An underappreciated comfort of being elected Publisher for a presidential election year lies in the certitude that one of the year’s issues will concern the election, which in turn makes for one less issue theme to be brainstormed by the editorial team. If this observation approaches the stature of a rule, it is because elections in a constitutional republic such as ours are eminently worth thinking and writing about. After all, our civic duties neither begin nor end at the ballot box; they pervade our discourse, our thoughts, our interactions, and our expressions. The awesome responsibility of casting our vote for those who govern us is not satisfied by the mere act of inking or signing a ballot. Rather, we, as bearers of full citizenship, entitled to a universal adult franchise hard earned, must fulfill this particular responsibility of citizenship as holistically as we find ourselves able. At the very least, this consists in serious deliberation about the election and the range of our communal interests invariably affected by it. Or, it means convincing our fellow citizens to vote, or vote for particular candidates, by use of reasoned arguments. A number of us also cast votes on behalf of more than ourselves. We vote for family members and friends who cannot, for various reasons, fulfill that duty themselves. But, in a more fundamental sense, we all vote for a path to a future which we may never live to see fully laid. By our votes, we signal our desire for a state of the world that will one day be inhabited by sons, daughters, grandchildren, and other members of future generations yet to be born. However we rationalize the marks in ink that constitute our vote — and there is an infinitely populous set of ways to do so — the bottom line is that we discharge our civic duty when our vote is guided, not by the noises of the perpetually braying masses, but by the twin lights of reason and purpose. 

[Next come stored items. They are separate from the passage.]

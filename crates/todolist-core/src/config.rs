use serde::{Deserialize, Serialize};
use std::path::{Path, PathBuf};

const DEFAULT_STORAGE_FILE: &str = "storage.json";

#[derive(Debug, Clone, Default, PartialEq, Serialize, Deserialize)]
pub struct AppConfig {
    /// Key-value store file used when no `--file` is given.
    #[serde(default)]
    pub storage_file: Option<PathBuf>,

    /// When false, tasks may be created with a blank description.
    #[serde(default)]
    pub require_description: Option<bool>,
}

impl AppConfig {
    pub fn config_path() -> Option<PathBuf> {
        #[cfg(target_os = "macos")]
        {
            dirs::home_dir().map(|home| home.join(".config/todolist/config.toml"))
        }
        #[cfg(target_os = "linux")]
        {
            dirs::config_dir().map(|config| config.join("todolist/config.toml"))
        }
        #[cfg(target_os = "windows")]
        {
            dirs::config_dir().map(|config| config.join("todolist\\config.toml"))
        }
        #[cfg(not(any(target_os = "macos", target_os = "linux", target_os = "windows")))]
        {
            None
        }
    }

    pub fn load() -> Self {
        Self::config_path()
            .map(|path| Self::load_from(&path))
            .unwrap_or_default()
    }

    /// Reads a config file, falling back to defaults when it is missing or invalid.
    pub fn load_from(path: &Path) -> Self {
        if !path.exists() {
            return Self::default();
        }
        std::fs::read_to_string(path)
            .ok()
            .and_then(|content| toml::from_str(&content).ok())
            .unwrap_or_default()
    }

    pub fn effective_require_description(&self) -> bool {
        self.require_description.unwrap_or(true)
    }

    /// Configured storage file, or the platform data directory default.
    pub fn effective_storage_file(&self) -> Option<PathBuf> {
        self.storage_file.clone().or_else(|| {
            dirs::data_dir().map(|data| data.join("todolist").join(DEFAULT_STORAGE_FILE))
        })
    }
}

#[cfg(test)]
mod tests {
    use super::*;
    use tempfile::tempdir;

    #[test]
    fn test_missing_file_gives_defaults() {
        let dir = tempdir().unwrap();
        let config = AppConfig::load_from(&dir.path().join("absent.toml"));
        assert_eq!(config, AppConfig::default());
        assert!(config.effective_require_description());
    }

    #[test]
    fn test_load_from_toml() {
        let dir = tempdir().unwrap();
        let path = dir.path().join("config.toml");
        std::fs::write(
            &path,
            "storage_file = \"/tmp/notes.json\"\nrequire_description = false\n",
        )
        .unwrap();

        let config = AppConfig::load_from(&path);
        assert_eq!(config.storage_file, Some(PathBuf::from("/tmp/notes.json")));
        assert!(!config.effective_require_description());
        assert_eq!(
            config.effective_storage_file(),
            Some(PathBuf::from("/tmp/notes.json"))
        );
    }

    #[test]
    fn test_invalid_toml_gives_defaults() {
        let dir = tempdir().unwrap();
        let path = dir.path().join("config.toml");
        std::fs::write(&path, "require_description = [not toml").unwrap();

        assert_eq!(AppConfig::load_from(&path), AppConfig::default());
    }
}
pub mod task;
pub mod theme;
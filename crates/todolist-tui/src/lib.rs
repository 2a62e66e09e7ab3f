pub mod app;
pub mod components;
pub mod dialog;
pub mod events;
pub mod form;
pub mod input;
pub mod selection;
pub mod theme;
pub mod ui;

pub use app::{App, AppMode};
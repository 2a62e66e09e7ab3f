use crossterm::event::{self, Event as CrosstermEvent, KeyEvent, KeyEventKind};
use std::time::Duration;
use tokio::sync::mpsc;

#[derive(Debug, Clone)]
pub enum Event {
    Key(KeyEvent),
    Tick,
}

/// Polls the terminal on a background task and forwards key presses.
pub struct EventHandler {
    rx: mpsc::UnboundedReceiver<Event>,
    shutdown_tx: mpsc::UnboundedSender<()>,
}

impl EventHandler {
    pub fn new() -> Self {
        let (tx, rx) = mpsc::unbounded_channel();
        let (shutdown_tx, mut shutdown_rx) = mpsc::unbounded_channel();

        tokio::spawn(async move {
            loop {
                tokio::select! {
                    _ = shutdown_rx.recv() => {
                        break;
                    }
                    _ = tokio::time::sleep(Duration::from_millis(16)) => {
                        let event = if event::poll(Duration::from_millis(0)).unwrap_or(false) {
                            match event::read() {
                                Ok(CrosstermEvent::Key(key)) if key.kind != KeyEventKind::Release => {
                                    Event::Key(key)
                                }
                                _ => continue,
                            }
                        } else {
                            Event::Tick
                        };
                        if tx.send(event).is_err() {
                            break;
                        }
                    }
                }
            }
        });

        Self { rx, shutdown_tx }
    }

    pub async fn next(&mut self) -> Option<Event> {
        self.rx.recv().await
    }

    pub fn stop(&self) {
        let _ = self.shutdown_tx.send(());
    }
}

impl Default for EventHandler {
    fn default() -> Self {
        Self::new()
    }
}
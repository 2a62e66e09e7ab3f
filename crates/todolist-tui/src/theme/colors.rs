use ratatui::style::Color;

pub const ACCENT: Color = Color::Rgb(168, 85, 247);
pub const ACCENT_SOFT: Color = Color::Rgb(216, 180, 254);
pub const ERROR_COLOR: Color = Color::Rgb(239, 68, 68);

pub const LIGHT_BG: Color = Color::Rgb(255, 255, 255);
pub const LIGHT_TEXT: Color = Color::Rgb(0, 0, 0);
pub const LIGHT_MUTED: Color = Color::Rgb(107, 114, 128);
pub const LIGHT_DONE: Color = Color::Rgb(156, 163, 175);
pub const LIGHT_SELECTED_BG: Color = Color::Rgb(243, 232, 255);
pub const LIGHT_POPUP_BG: Color = Color::Rgb(247, 247, 247);

pub const DARK_BG: Color = Color::Rgb(17, 24, 39);
pub const DARK_TEXT: Color = Color::Rgb(255, 255, 255);
pub const DARK_MUTED: Color = Color::Rgb(156, 163, 175);
pub const DARK_DONE: Color = Color::Rgb(107, 114, 128);
pub const DARK_SELECTED_BG: Color = Color::Rgb(55, 65, 81);
pub const DARK_POPUP_BG: Color = Color::Rgb(31, 41, 55);
use crate::cli::ThemeAction;
use crate::output;
use todolist_persistence::{KeyValueStore, TaskStore};

pub async fn handle<S: KeyValueStore>(
    store: &mut TaskStore<S>,
    action: ThemeAction,
) -> anyhow::Result<()> {
    let dark_mode = match action {
        ThemeAction::Show => store.preferences().dark_mode,
        ThemeAction::Dark => {
            store.set_dark_mode(true).await?;
            true
        }
        ThemeAction::Light => {
            store.set_dark_mode(false).await?;
            false
        }
        ThemeAction::Toggle => store.toggle_dark_mode().await?,
    };
    output::output_success(serde_json::json!({ "dark_mode": dark_mode }))
}
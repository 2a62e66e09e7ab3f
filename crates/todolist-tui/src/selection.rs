//! Selection state for the task list.

/// State for single-item selection in a list.
#[derive(Clone, Debug, Default)]
pub struct SelectionState {
    selected_index: Option<usize>,
}

impl SelectionState {
    pub fn new() -> Self {
        Self::default()
    }

    pub fn get(&self) -> Option<usize> {
        self.selected_index
    }

    pub fn set(&mut self, index: Option<usize>) {
        self.selected_index = index;
    }

    /// Move selection to the next item.
    pub fn next(&mut self, max_count: usize) {
        if max_count == 0 {
            return;
        }
        self.selected_index = Some(match self.selected_index {
            Some(idx) => (idx + 1).min(max_count - 1),
            None => 0,
        });
    }

    /// Move selection to the previous item.
    pub fn prev(&mut self) {
        self.selected_index = Some(match self.selected_index {
            Some(idx) => idx.saturating_sub(1),
            None => 0,
        });
    }

    pub fn jump_to_first(&mut self, len: usize) {
        self.selected_index = if len > 0 { Some(0) } else { None };
    }

    pub fn jump_to_last(&mut self, len: usize) {
        if len > 0 {
            self.selected_index = Some(len - 1);
        }
    }

    /// Clamp selection to valid range after the visible list changes.
    pub fn clamp(&mut self, max_count: usize) {
        match self.selected_index {
            _ if max_count == 0 => self.selected_index = None,
            Some(idx) if idx >= max_count => self.selected_index = Some(max_count - 1),
            None => self.selected_index = Some(0),
            _ => {}
        }
    }
}
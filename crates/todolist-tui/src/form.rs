use crate::input::InputState;
use todolist_domain::{TaskDraft, TaskField};

/// The two-field creation prompt.
#[derive(Debug, Clone)]
pub struct TaskForm {
    pub title: InputState,
    pub description: InputState,
    pub focus: TaskField,
}

impl TaskForm {
    pub fn new() -> Self {
        Self {
            title: InputState::new(),
            description: InputState::new(),
            focus: TaskField::Title,
        }
    }

    pub fn focused_input(&mut self) -> &mut InputState {
        match self.focus {
            TaskField::Title => &mut self.title,
            TaskField::Description => &mut self.description,
        }
    }

    pub fn switch_focus(&mut self) {
        self.focus = self.focus.other();
    }

    pub fn draft(&self) -> TaskDraft {
        TaskDraft::new(self.title.as_str(), self.description.as_str())
    }

    pub fn clear(&mut self) {
        self.title.clear();
        self.description.clear();
        self.focus = TaskField::Title;
    }
}

impl Default for TaskForm {
    fn default() -> Self {
        Self::new()
    }
}
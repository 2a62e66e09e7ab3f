use async_trait::async_trait;
use chrono::{DateTime, Utc};
use serde::{Deserialize, Serialize};
use todolist_core::TodoResult;
use uuid::Uuid;

/// Version of the on-disk store envelope.
pub const FORMAT_VERSION: u32 = 1;

/// Metadata for persistence operations
#[derive(Debug, Clone, PartialEq, Serialize, Deserialize)]
pub struct PersistenceMetadata {
    /// Version of the persistence format
    pub format_version: u32,
    /// ID of the instance that performed the save
    pub instance_id: Uuid,
    /// When this data was saved
    pub saved_at: DateTime<Utc>,
}

impl PersistenceMetadata {
    pub fn new(instance_id: Uuid) -> Self {
        Self {
            format_version: FORMAT_VERSION,
            instance_id,
            saved_at: Utc::now(),
        }
    }
}

/// String-keyed, string-valued storage with local-storage semantics.
///
/// `set` is durable once it returns.
#[cfg_attr(test, mockall::automock)]
#[async_trait]
pub trait KeyValueStore: Send + Sync {
    /// Value stored under `key`, if any.
    async fn get(&self, key: &str) -> TodoResult<Option<String>>;

    /// Replace the value stored under `key`.
    async fn set(&self, key: &str, value: String) -> TodoResult<()>;
}

/// Trait for serialization/deserialization strategies
/// Allows swapping the text encoding of stored values.
pub trait Serializer<T>: Send + Sync {
    /// Serialize data to a stored string value
    fn serialize(&self, data: &T) -> TodoResult<String>;

    /// Deserialize data from a stored string value
    fn deserialize(&self, raw: &str) -> TodoResult<T>;
}
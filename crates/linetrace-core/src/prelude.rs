//! Common module for library exports

pub use crate::dwarf::{resolve_line, LineUnit, LineUnits};
pub use crate::elf::{locate, DebugSection, ImageDescriptor};
pub use crate::error::{LinetraceError, LinetraceResult};
pub use crate::resolver::resolve;
pub use crate::symbolizer::{Symbolication, Symbolizer};
pub use crate::types::{Address, LookupResult, SourceLine, SymbolName};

On that note, highlighting the importance of thoughtful deliberation, it is my unique pleasure to introduce an issue of Tory articles, each of which, in its own way, attempts to do justice to the high ideal of reasoned, deliberative discourse. The student-authors do not all approach the question of voting from the same angle, and they certainly do not all agree in the arguments they employ or the conclusions they reach. But, whether they advocate for Vice President Biden, President Trump, third-party voting, or “political disinterestedness,” they each exhibit a desire to think deeply and reason critically about the positions that they stake out in their pieces. It is that singular desire that lies at the very heart of a healthy civic society, and it is consequently one that I am proud to emphasize in this important and timely issue. To show in the stead of telling is the standing admonition to all writers, to which, now, paying heed, I merrily yield to the thoughtful students whose reasoned arguments illuminate this Tory issue.